2. Aux termes de l'article R. 776-16 du code de justice administrative : " Le tribunal administratif territorialement compétent est celui dans le ressort duquel se trouve le lieu où le requérant est placé en rétention ou assigné à résidence au moment de l'introduction de la requête ou, si elle a été introduite avant le placement en rétention ou l'assignation à résidence, au moment où cette mesure est décidée. / Toutefois, lorsque, avant la tenue de l'audience, l'étranger est transféré dans un autre lieu de rétention, le président du tribunal administratif peut décider, dans l'intérêt d'une bonne administration de la justice, par une décision insusceptible de recours, de transmettre le dossier au tribunal administratif dans le ressort duquel est situé le nouveau lieu de rétention. / Lorsque le président d'un tribunal administratif est saisi de conclusions qu'il estime relever de la compétence d'un autre tribunal administratif, il lui transmet le dossier sans délai et par tous moyens, dans les formes prévues au premier alinéa de l'article R. 351-6. (...) ". Aux termes de l'article R. 776-17 du même code : " Lorsque l'étranger est placé en rétention ou assigné à résidence après avoir introduit un recours contre la décision portant obligation de quitter le territoire ou après avoir déposé une demande d'aide juridictionnelle en vue de l'introduction d'un tel recours, la procédure se poursuit selon les règles prévues par la présente section. Les actes de procédure précédemment accomplis demeurent valables. L'avis d'audience se substitue, le cas échéant, à celui qui avait été adressé aux parties en application de l'article R. 776-11. / (...) / Lorsque le requérant est placé en rétention ou assigné à résidence en dehors du ressort du tribunal administratif qu'il a saisi en application des dispositions de la section 2, le dossier est transmis au tribunal administratif dans le ressort duquel se trouve le lieu de rétention ou d'assignation à résidence. (...) ".

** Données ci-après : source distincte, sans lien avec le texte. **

#[cfg(test)]
mod tests {
    use super::*;
    use crate::reactor::{Multiplexer, ReadinessBackend, Scheduler};
    use std::net::{TcpListener, TcpStream};

    fn mux() -> Arc<Multiplexer> {
        let scheduler = Scheduler::new(2);
        Multiplexer::new(ReadinessBackend::new().unwrap(), scheduler)
    }

    fn socket_pair() -> (Socket, TcpStream) {
        let listener = TcpListener::bind("127.0.0.1:0").unwrap();
        let addr = listener.local_addr().unwrap();
        let remote = TcpStream::connect(addr).unwrap();
        let (local, _) = listener.accept().unwrap();
        (Socket::from_std_stream(local).unwrap(), remote)
    }

    #[test]
    fn test_read_would_block_then_data() {
        let (socket, mut remote) = socket_pair();
        let mut buf = [0u8; 16];
        assert!(matches!(socket.read(&mut buf), Err(NetError::WouldBlock)));

        use std::io::Write;
        remote.write_all(b"hello").unwrap();
        std::thread::sleep(Duration::from_millis(50));
        let n = socket.read(&mut buf).unwrap();
        assert_eq!(&buf[..n], b"hello");
        assert_eq!(socket.bytes_read(), n as u64);
    }

    #[test]
    fn test_read_eof_is_closed() {
        let (socket, remote) = socket_pair();
        drop(remote);
        std::thread::sleep(Duration::from_millis(50));
        let mut buf = [0u8; 8];
        assert!(matches!(socket.read(&mut buf), Err(NetError::Closed)));
    }

    #[test]
    fn test_double_close_reports_already_closed() {
        let mux = mux();
        let (socket, _remote) = socket_pair();
        socket.close(&mux).unwrap();
        assert!(!socket.is_open());
        assert!(matches!(socket.close(&mux), Err(NetError::AlreadyClosed)));
        mux.scheduler().shutdown();
    }

    #[test]
    fn test_pushback_precedes_wire() {
        let (socket, mut remote) = socket_pair();
        use std::io::Write;
        remote.write_all(b"wire").unwrap();
        socket.push_back(b"push");
        std::thread::sleep(Duration::from_millis(50));
        let mut buf = [0u8; 16];
        let n = socket.read(&mut buf).unwrap();
        assert_eq!(&buf[..n], b"push");
        let n = socket.read(&mut buf).unwrap();
        assert_eq!(&buf[..n], b"wire");
    }

    #[test]
    fn test_delimiter_matcher_overlap() {
        let mut m = DelimiterMatcher::new(b"aab");
        let mut hits = 0;
        for &b in b"aaab".iter() {
            if m.feed(b) {
                hits += 1;
            }
        }
        assert_eq!(hits, 1);

        let mut m = DelimiterMatcher::new(b"\r\n\r\n");
        let mut done = false;
        for &b in b"x\r\n\r\r\n\r\n".iter() {
            if m.feed(b) {
                done = true;
            }
        }
        assert!(done);
    }

    #[test]
    fn test_read_until_pushes_back_overshoot() {
        let (socket, mut remote) = socket_pair();
        use std::io::Write;
        remote.write_all(b"payload\r\nEXTRA").unwrap();
        std::thread::sleep(Duration::from_millis(50));

        let mut state = ReadUntil::chunked(b"\r\n", 64, 1024);
        let payload = state.step(&socket).unwrap();
        assert_eq!(payload, b"payload");

        let mut buf = [0u8; 16];
        let n = socket.read(&mut buf).unwrap();
        assert_eq!(&buf[..n], b"EXTRA");
    }

    #[test]
    fn test_read_until_queued_across_suspensions() {
        let mux = mux();
        mux.activate();
        let (socket, mut remote) = socket_pair();

        let (tx, rx) = flume::bounded(1);
        socket.read_until_queued(&mux, b"||", 1 << 20, move |result| {
            let _ = tx.send(result);
        });

        use std::io::Write;
        let payload: Vec<u8> = (0..50_000u32).map(|i| (i % 251) as u8).collect();
        // Dribble the payload so the reader suspends repeatedly.
        for chunk in payload.chunks(4096) {
            remote.write_all(chunk).unwrap();
            remote.flush().unwrap();
            std::thread::sleep(Duration::from_millis(5));
        }
        remote.write_all(b"||").unwrap();

        let result = rx.recv_timeout(Duration::from_secs(10)).unwrap().unwrap();
        assert_eq!(result, payload);

        mux.deactivate();
        mux.scheduler().shutdown();
    }

    #[test]
    fn test_write_queued_reports_total() {
        let mux = mux();
        mux.activate();
        let (socket, mut remote) = socket_pair();

        let data = vec![7u8; 1 << 20];
        let (tx, rx) = flume::bounded(1);
        socket.write_queued(&mux, data.clone(), move |result| {
            let _ = tx.send(result);
        });

        use std::io::Read;
        let mut received = Vec::new();
        let mut buf = [0u8; 65536];
        while received.len() < data.len() {
            let n = remote.read(&mut buf).unwrap();
            if n == 0 {
                break;
            }
            received.extend_from_slice(&buf[..n]);
        }
        assert_eq!(received.len(), data.len());
        let written = rx.recv_timeout(Duration::from_secs(10)).unwrap().unwrap();
        assert_eq!(written, data.len());
        assert_eq!(socket.bytes_written(), data.len() as u64);

        mux.deactivate();
        mux.scheduler().shutdown();
    }

    #[test]
    fn test_connect_promise_refused() {
        let mux = mux();
        mux.activate();
        // Bind then drop a listener so the port is (very likely) refusing.
        let port = {
            let l = TcpListener::bind("127.0.0.1:0").unwrap();
            l.local_addr().unwrap().port()
        };
        let addr = SocketAddress::try_parse("127.0.0.1", port, Protocol::Tcp).unwrap();
        let socket = Socket::new_tcp(addr.domain()).unwrap();
        let result = socket
            .connect_promise(&mux, &addr)
            .wait_timeout(Duration::from_secs(5))
            .unwrap();
        assert!(result.is_err());
        mux.deactivate();
        mux.scheduler().shutdown();
    }

    #[test]
    fn test_cancel_clears_slots_and_timeouts() {
        let mux = mux();
        let (socket, _remote) = socket_pair();
        socket.set_timeout(Duration::from_secs(30));

        let (tx, rx) = flume::bounded(2);
        let tx2 = tx.clone();
        mux.when_readable(
            &socket,
            Box::new(move |ev| {
                let _ = tx.send(ev);
            }),
        )
        .unwrap();
        mux.when_writeable(
            &socket,
            Box::new(move |ev| {
                let _ = tx2.send(ev);
            }),
        )
        .unwrap();
        assert!(mux.is_tracked(&socket));

        mux.cancel_events(&socket, SocketEvent::Reset);
        assert_eq!(
            rx.recv_timeout(Duration::from_secs(2)).unwrap(),
            SocketEvent::Reset
        );
        assert_eq!(
            rx.recv_timeout(Duration::from_secs(2)).unwrap(),
            SocketEvent::Reset
        );
        assert!(!mux.is_tracked(&socket));
        {
            let ev = socket.event_state().lock();
            assert!(ev.read_cb.is_none());
            assert!(ev.write_cb.is_none());
            assert!(!ev.registered);
        }
        // Idempotent.
        mux.cancel_events(&socket, SocketEvent::Reset);
        mux.scheduler().shutdown();
    }

    #[test]
    fn test_timeout_fires_once() {
        let mux = mux();
        mux.activate();
        let (socket, _remote) = socket_pair();
        socket.set_timeout(Duration::from_millis(100));

        let (tx, rx) = flume::bounded(1);
        mux.when_readable(
            &socket,
            Box::new(move |ev| {
                let _ = tx.send(ev);
            }),
        )
        .unwrap();

        assert_eq!(
            rx.recv_timeout(Duration::from_secs(5)).unwrap(),
            SocketEvent::Timeout
        );
        assert!(!mux.is_tracked(&socket));
        mux.deactivate();
        mux.scheduler().shutdown();
    }

    #[test]
    fn test_superseded_callback_notified() {
        let mux = mux();
        let (socket, _remote) = socket_pair();

        let (tx, rx) = flume::bounded(1);
        mux.when_readable(
            &socket,
            Box::new(move |ev| {
                let _ = tx.send(ev);
            }),
        )
        .unwrap();
        mux.when_readable(&socket, Box::new(|_| {})).unwrap();

        assert_eq!(
            rx.recv_timeout(Duration::from_secs(2)).unwrap(),
            SocketEvent::Superseded
        );
        mux.cancel_events(&socket, SocketEvent::Finish);
        mux.scheduler().shutdown();
    }
}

3. Il ressort des pièces du dossier que le préfet des Bouches-du-Rhône, par un arrêté du 3 mars 2023, a obligé M. C... B... à quitter le territoire français sans délai, a fixé le pays de renvoi et a prononcé à son encontre une interdiction de retour pour une durée de deux ans. Au moment de l'introduction de la requête de première instance, M. C... B... était retenu au centre de rétention de Nîmes, soit dans le ressort territorial du tribunal administratif de Nîmes. Toutefois, à la suite de l'ordonnance du 6 mars 2023 du juge des libertés et de la détention du tribunal judiciaire de Nîmes, l'intéressé a été remis en liberté et assigné à résidence à Marseille, au regard des réelles garanties de représentation effective dont il justifiait. Alors que, par courriers du 6 mars 2023, le tribunal administratif de Nîmes a adressé un avis de radiation du rôle initialement prévu le 8 mars suivant, un nouvel avis d'audience a été adressé par courriers du 8 mars 2023. Il est constant que cette convocation a été adressée à l'association Forum réfugiés alors que le conseil de M. C... B... avait pris l'attache du greffe du tribunal dès le 8 mars 2023 en exposant avoir été mandaté par le requérant, et qu'il lui a été indiqué qu'une ordonnance de transfert pour le tribunal administratif de Marseille avait été prise. Dans ces conditions, alors même que le requérant a été représenté par un avocat commis d'office lors de l'audience du 10 mars 2023, M. C... B..., qui était assigné à résidence à Marseille et avait informé le tribunal de la désignation d'un mandataire pour le représenter, est fondé à soutenir que le jugement attaqué est entaché d'irrégularité dès lors qu'il a été privé de la possibilité d'organiser utilement sa défense. M. C... B... est dès lors fondé à demander l'annulation du jugement attaqué.

4. Il y a lieu, dans les circonstances de l'espèce, de statuer immédiatement, par voie d'évocation, sur la demande présentée par M. C... B... devant le tribunal administratif de Nîmes.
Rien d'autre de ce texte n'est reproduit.